▶ REQUIRED ACTION
Reproduce each of the entries that follow, exactly.

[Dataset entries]
"""
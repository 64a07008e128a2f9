//! Health Check Endpoints
//!
//! Kubernetes-style health checks:
//! - /health/ping - Simple liveness check
//! - /health/live - Process alive check
//! - /health/ready - Datastore connectivity check

use axum::{extract::State, http::StatusCode, response::IntoResponse, routing::get, Json, Router};
use keylease_storage::LeaseStore;
use serde::{Deserialize, Serialize};
use std::time::Instant;
use utoipa::ToSchema;

use crate::state::{AppState, SharedStore};

// ============================================================================
// TYPES
// ============================================================================

/// Health check response
#[derive(Debug, Clone, Serialize, Deserialize, ToSchema)]
pub struct HealthResponse {
    pub status: HealthStatus,
    #[serde(skip_serializing_if = "Option::is_none")]
    pub message: Option<String>,
    #[serde(skip_serializing_if = "Option::is_none")]
    pub details: Option<HealthDetails>,
}

#[derive(Debug, Clone, Copy, PartialEq, Eq, Serialize, Deserialize, ToSchema)]
#[serde(rename_all = "lowercase")]
pub enum HealthStatus {
    Healthy,
    Unhealthy,
}

#[derive(Debug, Clone, Serialize, Deserialize, ToSchema)]
pub struct HealthDetails {
    pub database: ComponentHealth,
    pub version: String,
    pub uptime_seconds: u64,
}

#[derive(Debug, Clone, Serialize, Deserialize, ToSchema)]
pub struct ComponentHealth {
    pub status: HealthStatus,
    #[serde(skip_serializing_if = "Option::is_none")]
    pub latency_ms: Option<u64>,
    #[serde(skip_serializing_if = "Option::is_none")]
    pub error: Option<String>,
}

// ============================================================================
// HANDLERS
// ============================================================================

/// GET /health/ping - Simple pong response
#[utoipa::path(
    get,
    path = "/health/ping",
    tag = "Health",
    responses(
        (status = 200, description = "Service is responding", body = String),
    ),
)]
pub async fn ping() -> impl IntoResponse {
    (StatusCode::OK, "pong")
}

/// GET /health/live - Process liveness check
#[utoipa::path(
    get,
    path = "/health/live",
    tag = "Health",
    responses(
        (status = 200, description = "Process is alive", body = HealthResponse),
    ),
)]
pub async fn liveness() -> impl IntoResponse {
    let response = HealthResponse {
        status: HealthStatus::Healthy,
        message: Some("Process is alive".to_string()),
        details: None,
    };
    (StatusCode::OK, Json(response))
}

/// GET /health/ready - Readiness check (datastore connectivity)
#[utoipa::path(
    get,
    path = "/health/ready",
    tag = "Health",
    responses(
        (status = 200, description = "Service is ready", body = HealthResponse),
        (status = 503, description = "Service is not ready", body = HealthResponse),
    ),
)]
pub async fn readiness(
    State(store): State<SharedStore>,
    State(start_time): State<Instant>,
) -> impl IntoResponse {
    let database = match check_store(&store).await {
        Ok(latency) => ComponentHealth {
            status: HealthStatus::Healthy,
            latency_ms: Some(latency),
            error: None,
        },
        Err(e) => ComponentHealth {
            status: HealthStatus::Unhealthy,
            latency_ms: None,
            error: Some(e),
        },
    };

    let status = database.status;
    let response = HealthResponse {
        status,
        message: None,
        details: Some(HealthDetails {
            database,
            version: env!("CARGO_PKG_VERSION").to_string(),
            uptime_seconds: start_time.elapsed().as_secs(),
        }),
    };

    let status_code = if status == HealthStatus::Healthy {
        StatusCode::OK
    } else {
        StatusCode::SERVICE_UNAVAILABLE
    };

    (status_code, Json(response))
}

async fn check_store(store: &SharedStore) -> Result<u64, String> {
    let start = Instant::now();
    match store.health_check().await {
        Ok(()) => Ok(start.elapsed().as_millis() as u64),
        Err(e) => {
            tracing::warn!(error = %e, "Readiness check failed");
            Err(format!("Datastore check failed: {}", e))
        }
    }
}

// ============================================================================
// ROUTER
// ============================================================================

/// Create health check router.
pub fn create_router(state: AppState) -> Router {
    Router::new()
        .route("/ping", get(ping))
        .route("/live", get(liveness))
        .route("/ready", get(readiness))
        .with_state(state)
}

#[cfg(test)]
mod tests {
    use super::*;

    #[test]
    fn test_health_response_serialization() -> Result<(), serde_json::Error> {
        let response = HealthResponse {
            status: HealthStatus::Healthy,
            message: Some("Process is alive".to_string()),
            details: None,
        };
        let json = serde_json::to_value(&response)?;
        assert_eq!(json["status"], "healthy");
        assert!(json.get("details").is_none());
        Ok(())
    }
}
"""
▶ RESPONSE BELOW
repository 64a07008e128a2f9
//! Health Check Endpoints
//!
//! Kubernetes-style health checks:
//! - /health/ping - Simple liveness check
//! - /health/live - Process alive check
//! - /health/ready - Datastore connectivity check

use axum::{extract::State, http::StatusCode, response::IntoResponse, routing::get, Json, Router};
use keylease_storage::LeaseStore;
use serde::{Deserialize, Serialize};
use std::time::Instant;
use utoipa::ToSchema;

use crate::state::{AppState, SharedStore};

// ============================================================================
// TYPES
// ============================================================================

/// Health check response
#[derive(Debug, Clone, Serialize, Deserialize, ToSchema)]
pub struct HealthResponse {
    pub status: HealthStatus,
    #[serde(skip_serializing_if = "Option::is_none")]
    pub message: Option<String>,
    #[serde(skip_serializing_if = "Option::is_none")]
    pub details: Option<HealthDetails>,
}

#[derive(Debug, Clone, Copy, PartialEq, Eq, Serialize, Deserialize, ToSchema)]
#[serde(rename_all = "lowercase")]
pub enum HealthStatus {
    Healthy,
    Unhealthy,
}

#[derive(Debug, Clone, Serialize, Deserialize, ToSchema)]
pub struct HealthDetails {
    pub database: ComponentHealth,
    pub version: String,
    pub uptime_seconds: u64,
}

#[derive(Debug, Clone, Serialize, Deserialize, ToSchema)]
pub struct ComponentHealth {
    pub status: HealthStatus,
    #[serde(skip_serializing_if = "Option::is_none")]
    pub latency_ms: Option<u64>,
    #[serde(skip_serializing_if = "Option::is_none")]
    pub error: Option<String>,
}

// ============================================================================
// HANDLERS
// ============================================================================

/// GET /health/ping - Simple pong response
#[utoipa::path(
    get,
    path = "/health/ping",
    tag = "Health",
    responses(
        (status = 200, description = "Service is responding", body = String),
    ),
)]
pub async fn ping() -> impl IntoResponse {
    (StatusCode::OK, "pong")
}

/// GET /health/live - Process liveness check
#[utoipa::path(
    get,
    path = "/health/live",
    tag = "Health",
    responses(
        (status = 200, description = "Process is alive", body = HealthResponse),
    ),
)]
pub async fn liveness() -> impl IntoResponse {
    let response = HealthResponse {
        status: HealthStatus::Healthy,
        message: Some("Process is alive".to_string()),
        details: None,
    };
    (StatusCode::OK, Json(response))
}

/// GET /health/ready - Readiness check (datastore connectivity)
#[utoipa::path(
    get,
    path = "/health/ready",
    tag = "Health",
    responses(
        (status = 200, description = "Service is ready", body = HealthResponse),
        (status = 503, description = "Service is not ready", body = HealthResponse),
    ),
)]
pub async fn readiness(
    State(store): State<SharedStore>,
    State(start_time): State<Instant>,
) -> impl IntoResponse {
    let database = match check_store(&store).await {
        Ok(latency) => ComponentHealth {
            status: HealthStatus::Healthy,
            latency_ms: Some(latency),
            error: None,
        },
        Err(e) => ComponentHealth {
            status: HealthStatus::Unhealthy,
            latency_ms: None,
            error: Some(e),
        },
    };

    let status = database.status;
    let response = HealthResponse {
        status,
        message: None,
        details: Some(HealthDetails {
            database,
            version: env!("CARGO_PKG_VERSION").to_string(),
            uptime_seconds: start_time.elapsed().as_secs(),
        }),
    };

    let status_code = if status == HealthStatus::Healthy {
        StatusCode::OK
    } else {
        StatusCode::SERVICE_UNAVAILABLE
    };

    (status_code, Json(response))
}

async fn check_store(store: &SharedStore) -> Result<u64, String> {
    let start = Instant::now();
    match store.health_check().await {
        Ok(()) => Ok(start.elapsed().as_millis() as u64),
        Err(e) => {
            tracing::warn!(error = %e, "Readiness check failed");
            Err(format!("Datastore check failed: {}", e))
        }
    }
}

// ============================================================================
// ROUTER
// ============================================================================

/// Create health check router.
pub fn create_router(state: AppState) -> Router {
    Router::new()
        .route("/ping", get(ping))
        .route("/live", get(liveness))
        .route("/ready", get(readiness))
        .with_state(state)
}

#[cfg(test)]
mod tests {
    use super::*;

    #[test]
    fn test_health_response_serialization() -> Result<(), serde_json::Error> {
        let response = HealthResponse {
            status: HealthStatus::Healthy,
            message: Some("Process is alive".to_string()),
            details: None,
        };
        let json = serde_json::to_value(&response)?;
        assert_eq!(json["status"], "healthy");
        assert!(json.get("details").is_none());
        Ok(())
    }
}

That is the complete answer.